### [Task goal]
Go through the entries below and work out how many lines include "iter". Answer with the number only.
▼
// Bounded log of device faults and feedback mismatches.

use std::collections::VecDeque;
use std::fmt;

use chrono::{DateTime, Utc};
use serde::{Deserialize, Serialize};
use uuid::Uuid;

use crate::model::RelayId;

pub const MIN_CAPACITY: usize = 10;
pub const MAX_CAPACITY: usize = 20;
pub const DEFAULT_CAPACITY: usize = 10;

/// What an error-log entry is about.
#[derive(Debug, Clone, Copy, PartialEq, Eq, Serialize, Deserialize)]
#[serde(tag = "kind", content = "value", rename_all = "snake_case")]
pub enum ErrorCode {
    /// Commanded state and feedback disagree on this relay.
    FeedbackMismatch(RelayId),
    /// Fault code published by the device.
    Device(i64),
}

impl ErrorCode {
    /// The numeric code the device dashboard shows: the relay index for
    /// mismatches, the device's own code otherwise.
    pub fn numeric(self) -> i64 {
        match self {
            Self::FeedbackMismatch(relay) => i64::from(relay.index()),
            Self::Device(code) => code,
        }
    }
}

impl fmt::Display for ErrorCode {
    fn fmt(&self, f: &mut fmt::Formatter<'_>) -> fmt::Result {
        match self {
            Self::FeedbackMismatch(relay) => write!(f, "MISMATCH-{relay}"),
            Self::Device(code) => write!(f, "DEVICE-{code}"),
        }
    }
}

#[derive(Debug, Clone, PartialEq, Eq, Serialize, Deserialize)]
pub struct ErrorLogEntry {
    pub id: Uuid,
    pub code: ErrorCode,
    pub message: String,
    pub timestamp: DateTime<Utc>,
}

/// Ring buffer of [`ErrorLogEntry`]; the oldest entry is evicted first.
#[derive(Debug, Clone, PartialEq, Eq, Serialize)]
pub struct ErrorLog {
    entries: VecDeque<ErrorLogEntry>,
    #[serde(skip)]
    capacity: usize,
}

impl Default for ErrorLog {
    fn default() -> Self {
        Self::new(DEFAULT_CAPACITY)
    }
}

impl ErrorLog {
    /// Capacity is clamped into `MIN_CAPACITY..=MAX_CAPACITY`.
    pub fn new(capacity: usize) -> Self {
        let capacity = capacity.clamp(MIN_CAPACITY, MAX_CAPACITY);
        Self {
            entries: VecDeque::with_capacity(capacity),
            capacity,
        }
    }

    pub fn capacity(&self) -> usize {
        self.capacity
    }

    pub fn push(&mut self, code: ErrorCode, message: impl Into<String>) -> ErrorLogEntry {
        self.push_at(code, message, Utc::now())
    }

    pub fn push_at(
        &mut self,
        code: ErrorCode,
        message: impl Into<String>,
        timestamp: DateTime<Utc>,
    ) -> ErrorLogEntry {
        let entry = ErrorLogEntry {
            id: Uuid::new_v4(),
            code,
            message: message.into(),
            timestamp,
        };
        while self.entries.len() >= self.capacity {
            self.entries.pop_front();
        }
        self.entries.push_back(entry.clone());
        entry
    }

    /// Entries, oldest first.
    pub fn iter(&self) -> impl DoubleEndedIterator<Item = &ErrorLogEntry> {
        self.entries.iter()
    }

    pub fn len(&self) -> usize {
        self.entries.len()
    }

    pub fn is_empty(&self) -> bool {
        self.entries.is_empty()
    }

    pub fn clear(&mut self) {
        self.entries.clear();
    }
}
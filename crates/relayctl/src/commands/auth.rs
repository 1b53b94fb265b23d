//! `relayctl auth login|logout`: bearer token for legacy firmware.

use std::io::{BufRead, IsTerminal};

use secrecy::SecretString;

use crate::cli::{AuthArgs, AuthCommand, GlobalOpts};
use crate::error::CliError;
use crate::output;

fn read_token(from_stdin: bool) -> Result<String, CliError> {
    if from_stdin || !std::io::stdin().is_terminal() {
        let mut line = String::new();
        std::io::stdin().lock().read_line(&mut line)?;
        return Ok(line.trim().to_owned());
    }
    Ok(rpassword::prompt_password("Bearer token: ")?)
}

pub fn handle(args: AuthArgs, global: &GlobalOpts) -> Result<(), CliError> {
    match args.command {
        AuthCommand::Login { stdin } => {
            let token = read_token(stdin)?;
            if token.is_empty() {
                return Err(CliError::Validation {
                    field: "token".into(),
                    reason: "token cannot be empty".into(),
                });
            }
            relayctl_config::store_token(&SecretString::from(token))?;
            output::print_output("✓ Token stored in system keyring", global.quiet);
            Ok(())
        }
        AuthCommand::Logout => {
            let message = if relayctl_config::delete_token()? {
                "✓ Token removed"
            } else {
                "No stored token"
            };
            output::print_output(message, global.quiet);
            Ok(())
        }
    }
}
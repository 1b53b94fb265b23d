#![allow(clippy::unwrap_used)]
// Figment layering: defaults <- TOML file <- RELAYCTL_ environment.

use figment::Jail;
use pretty_assertions::assert_eq;

use relayctl_api::ApiSurface;
use relayctl_config::{Config, ConfigError, load_config_from, save_config_to};

fn load(jail: &Jail) -> Result<Config, figment::Error> {
    load_config_from(&jail.directory().join("config.toml")).map_err(|e| e.to_string().into())
}

#[test]
fn missing_file_yields_defaults() {
    Jail::expect_with(|jail| {
        assert_eq!(load(jail)?, Config::default());
        Ok(())
    });
}

#[test]
fn file_overrides_defaults() {
    Jail::expect_with(|jail| {
        jail.create_file(
            "config.toml",
            r#"
                [device]
                address = "192.168.4.1"
                api = "legacy"
                refresh_interval_ms = 0

                [mqtt]
                enabled = false
                broker = "mqtt://broker.lan"

                [log]
                capacity = 20
            "#,
        )?;

        let cfg = load(jail)?;
        assert_eq!(cfg.device.address.as_deref(), Some("192.168.4.1"));
        assert_eq!(cfg.device.api, ApiSurface::Legacy);
        assert_eq!(cfg.device.refresh_interval_ms, 0);
        assert_eq!(cfg.device.timeout_ms, 5000);
        assert!(!cfg.mqtt.enabled);
        assert_eq!(cfg.mqtt.broker, "mqtt://broker.lan");
        assert_eq!(cfg.mqtt.topic_prefix, "home/esp32");
        assert_eq!(cfg.log.capacity, 20);
        Ok(())
    });
}

#[test]
fn environment_overrides_file() {
    Jail::expect_with(|jail| {
        jail.create_file("config.toml", "[log]\ncapacity = 12\n")?;
        jail.set_env("RELAYCTL_LOG__CAPACITY", "15");
        jail.set_env("RELAYCTL_WEBSOCKET__ENABLED", "false");
        jail.set_env("RELAYCTL_TOKEN", "ignored-by-loader");

        let cfg = load(jail)?;
        assert_eq!(cfg.log.capacity, 15);
        assert!(!cfg.websocket.enabled);
        Ok(())
    });
}

#[test]
fn out_of_range_capacity_fails_to_load() {
    Jail::expect_with(|jail| {
        jail.create_file("config.toml", "[log]\ncapacity = 50\n")?;
        let err = load_config_from(&jail.directory().join("config.toml")).unwrap_err();
        assert!(matches!(err, ConfigError::Validation { .. }), "got: {err}");
        Ok(())
    });
}

#[test]
fn saved_config_reloads_identically() {
    // Jail serialises env access with the tests above.
    Jail::expect_with(|_jail| {
        let dir = tempfile::tempdir().unwrap();
        let path = dir.path().join("relayctl/config.toml");

        let mut cfg = Config::default();
        cfg.device.address = Some("10.0.0.100".into());
        cfg.discovery.subnet_sweep = false;
        cfg.discovery.static_candidates = vec!["10.0.0.100".into()];
        save_config_to(&cfg, &path).unwrap();

        assert_eq!(load_config_from(&path).unwrap(), cfg);
        Ok(())
    });
}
▲
### [Completed exercise]
2